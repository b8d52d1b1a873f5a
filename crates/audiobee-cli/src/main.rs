//! AudioBee CLI - Render expression sweeps to WAV
//!
//! This binary provides commands for rendering, validating options and
//! inspecting the function library.

use clap::{ArgGroup, Parser, Subcommand};
use std::process::ExitCode;

use audiobee_cli::commands;
use audiobee_cli::commands::render::RenderArgs;

/// AudioBee - Expression-driven sample buffer generator
#[derive(Parser)]
#[command(name = "audiobee")]
#[command(author, version, about, long_about = None)]
#[command(propagate_version = true)]
struct Cli {
    #[command(subcommand)]
    command: Commands,
}

#[derive(Subcommand)]
enum Commands {
    /// Render an expression for every velocity and frequency in an options file
    #[command(group(ArgGroup::new("input").required(true).args(["source", "source_file"])))]
    Render {
        /// Expression source
        #[arg(short, long)]
        source: Option<String>,

        /// File holding the expression source
        #[arg(long)]
        source_file: Option<String>,

        /// Path to the options file (JSON)
        #[arg(short, long)]
        options: String,

        /// Output directory (default: current directory)
        #[arg(short = 'd', long)]
        out_dir: Option<String>,

        /// Output machine-readable JSON diagnostics (no colored output)
        #[arg(long)]
        json: bool,
    },

    /// Validate an options file without rendering
    Validate {
        /// Path to the options file (JSON)
        #[arg(short, long)]
        options: String,

        /// Output machine-readable JSON diagnostics (no colored output)
        #[arg(long)]
        json: bool,
    },

    /// List the functions available to expressions
    Functions {
        /// Include numeric built-ins such as sin and exp
        #[arg(long)]
        builtins: bool,

        /// Output JSON
        #[arg(long)]
        json: bool,
    },

    /// Convert between frequency and note number
    #[command(group(ArgGroup::new("pitch").required(true).args(["hz", "note"])))]
    Pitch {
        /// Frequency in Hz
        #[arg(long)]
        hz: Option<f64>,

        /// Note number (69 = A4)
        #[arg(long, allow_hyphen_values = true)]
        note: Option<f64>,

        /// Also show the nearest frequency with a whole-sample period at this rate
        #[arg(long)]
        sample_rate: Option<u32>,
    },
}

fn main() -> ExitCode {
    // stdout carries command output, including --json.
    tracing_subscriber::fmt().with_writer(std::io::stderr).init();

    let cli = Cli::parse();

    let result = match cli.command {
        Commands::Render {
            source,
            source_file,
            options,
            out_dir,
            json,
        } => commands::render::run(
            RenderArgs {
                source: source.as_deref(),
                source_file: source_file.as_deref(),
                options_path: &options,
                out_dir: out_dir.as_deref(),
            },
            json,
        ),
        Commands::Validate { options, json } => commands::validate::run(&options, json),
        Commands::Functions { builtins, json } => commands::functions::run(builtins, json),
        Commands::Pitch {
            hz,
            note,
            sample_rate,
        } => commands::pitch::run(hz, note, sample_rate),
    };

    match result {
        Ok(code) => code,
        Err(e) => {
            eprintln!("{}: {:#}", colored::Colorize::red("error"), e);
            ExitCode::from(1)
        }
    }
}
//! Expression parser.
//!
//! Grammar, lowest precedence first:
//!
//! ```text
//! conditional := comparison ( "?" conditional ":" conditional )?
//! comparison  := additive ( ("<=" | ">=" | "==" | "!=" | "<" | ">") additive )*
//! additive    := term ( ("+" | "-") term )*
//! term        := unary ( ("*" | "/" | "%") unary )*
//! unary       := ("-" | "+") unary | power
//! power       := primary ( ("**" | "^") unary )?
//! primary     := number | identifier ( "(" arguments ")" )? | "(" conditional ")"
//! ```
//!
//! Power is right-associative and binds tighter than a leading minus, so
//! `-2^2` is -4 while `2^-1` is 0.5.

use nom::{
    branch::alt,
    bytes::complete::tag,
    character::complete::{alpha1, alphanumeric1, char, digit0, digit1, multispace0, one_of},
    combinator::{all_consuming, cut, map, map_res, not, opt, recognize, value},
    multi::{many0, separated_list0},
    sequence::{delimited, pair, preceded, terminated, tuple},
    IResult,
};

use crate::ast::{BinaryOp, Expr};
use crate::error::{ExprError, ExprResult};

/// Parses a complete expression.
pub fn parse(source: &str) -> ExprResult<Expr> {
    match all_consuming(ws(conditional))(source) {
        Ok((_, expr)) => Ok(expr),
        Err(nom::Err::Error(e)) | Err(nom::Err::Failure(e)) => Err(syntax_error(source, e.input)),
        Err(nom::Err::Incomplete(_)) => Err(syntax_error(source, "")),
    }
}

fn syntax_error(source: &str, remaining: &str) -> ExprError {
    let offset = source.len() - remaining.len();
    let message = match remaining.chars().next() {
        Some(c) => format!("unexpected '{}'", c),
        None => "unexpected end of input".to_string(),
    };
    ExprError::Syntax { offset, message }
}

/// Wraps a parser so it skips surrounding whitespace.
fn ws<'a, F, O>(inner: F) -> impl FnMut(&'a str) -> IResult<&'a str, O>
where
    F: FnMut(&'a str) -> IResult<&'a str, O>,
{
    delimited(multispace0, inner, multispace0)
}

/// Decimal literal: `1`, `1.5`, `1.`, `.5`, with an optional exponent.
///
/// Signs are handled by the unary rule, and `inf`/`nan` are not literals.
fn number(input: &str) -> IResult<&str, f64> {
    map_res(
        recognize(pair(
            alt((
                recognize(pair(digit1, opt(pair(char('.'), digit0)))),
                recognize(pair(char('.'), digit1)),
            )),
            opt(tuple((one_of("eE"), opt(one_of("+-")), digit1))),
        )),
        |s: &str| s.parse::<f64>(),
    )(input)
}

fn identifier(input: &str) -> IResult<&str, &str> {
    recognize(pair(
        alt((alpha1, tag("_"))),
        many0(alt((alphanumeric1, tag("_")))),
    ))(input)
}

fn arguments(input: &str) -> IResult<&str, Vec<Expr>> {
    preceded(
        ws(char('(')),
        cut(terminated(
            separated_list0(char(','), ws(conditional)),
            ws(char(')')),
        )),
    )(input)
}

fn variable_or_call(input: &str) -> IResult<&str, Expr> {
    let (input, name) = identifier(input)?;
    let (input, args) = opt(arguments)(input)?;
    let expr = match args {
        Some(args) => Expr::Call(name.to_string(), args),
        None => Expr::Variable(name.to_string()),
    };
    Ok((input, expr))
}

fn parenthesized(input: &str) -> IResult<&str, Expr> {
    preceded(char('('), cut(terminated(ws(conditional), char(')'))))(input)
}

fn primary(input: &str) -> IResult<&str, Expr> {
    ws(alt((map(number, Expr::Number), variable_or_call, parenthesized)))(input)
}

fn power(input: &str) -> IResult<&str, Expr> {
    let (input, base) = primary(input)?;
    let (input, exponent) = opt(preceded(alt((tag("**"), tag("^"))), cut(unary)))(input)?;
    let expr = match exponent {
        Some(exponent) => Expr::Binary(BinaryOp::Pow, Box::new(base), Box::new(exponent)),
        None => base,
    };
    Ok((input, expr))
}

fn unary(input: &str) -> IResult<&str, Expr> {
    alt((
        map(preceded(ws(char('-')), cut(unary)), |e| Expr::Neg(Box::new(e))),
        preceded(ws(char('+')), cut(unary)),
        power,
    ))(input)
}

/// Parses `operand (operator operand)*` into a left-leaning tree.
fn left_assoc<'a, O, P>(
    input: &'a str,
    mut operator: O,
    mut operand: P,
) -> IResult<&'a str, Expr>
where
    O: FnMut(&'a str) -> IResult<&'a str, BinaryOp>,
    P: FnMut(&'a str) -> IResult<&'a str, Expr>,
{
    let (input, first) = operand(input)?;
    let (input, rest) = many0(pair(&mut operator, cut(&mut operand)))(input)?;
    let expr = rest.into_iter().fold(first, |acc, (op, rhs)| {
        Expr::Binary(op, Box::new(acc), Box::new(rhs))
    });
    Ok((input, expr))
}

fn term(input: &str) -> IResult<&str, Expr> {
    left_assoc(
        input,
        alt((
            value(BinaryOp::Mul, terminated(char('*'), not(char('*')))),
            value(BinaryOp::Div, char('/')),
            value(BinaryOp::Rem, char('%')),
        )),
        unary,
    )
}

fn additive(input: &str) -> IResult<&str, Expr> {
    left_assoc(
        input,
        alt((value(BinaryOp::Add, char('+')), value(BinaryOp::Sub, char('-')))),
        term,
    )
}

fn comparison(input: &str) -> IResult<&str, Expr> {
    left_assoc(
        input,
        alt((
            value(BinaryOp::Le, tag("<=")),
            value(BinaryOp::Ge, tag(">=")),
            value(BinaryOp::Eq, tag("==")),
            value(BinaryOp::Ne, tag("!=")),
            value(BinaryOp::Lt, tag("<")),
            value(BinaryOp::Gt, tag(">")),
        )),
        additive,
    )
}

fn conditional(input: &str) -> IResult<&str, Expr> {
    let (input, condition) = comparison(input)?;
    let (input, branches) = opt(preceded(
        char('?'),
        cut(pair(ws(conditional), preceded(char(':'), ws(conditional)))),
    ))(input)?;
    let expr = match branches {
        Some((then, otherwise)) => {
            Expr::Conditional(Box::new(condition), Box::new(then), Box::new(otherwise))
        }
        None => condition,
    };
    Ok((input, expr))
}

What this task involves ::
Go through the data and copy every line that includes "Validate".

Solution for this exercise ::
    /// Validate an options file without rendering
    Validate {
        Commands::Validate { options, json } => commands::validate::run(&options, json),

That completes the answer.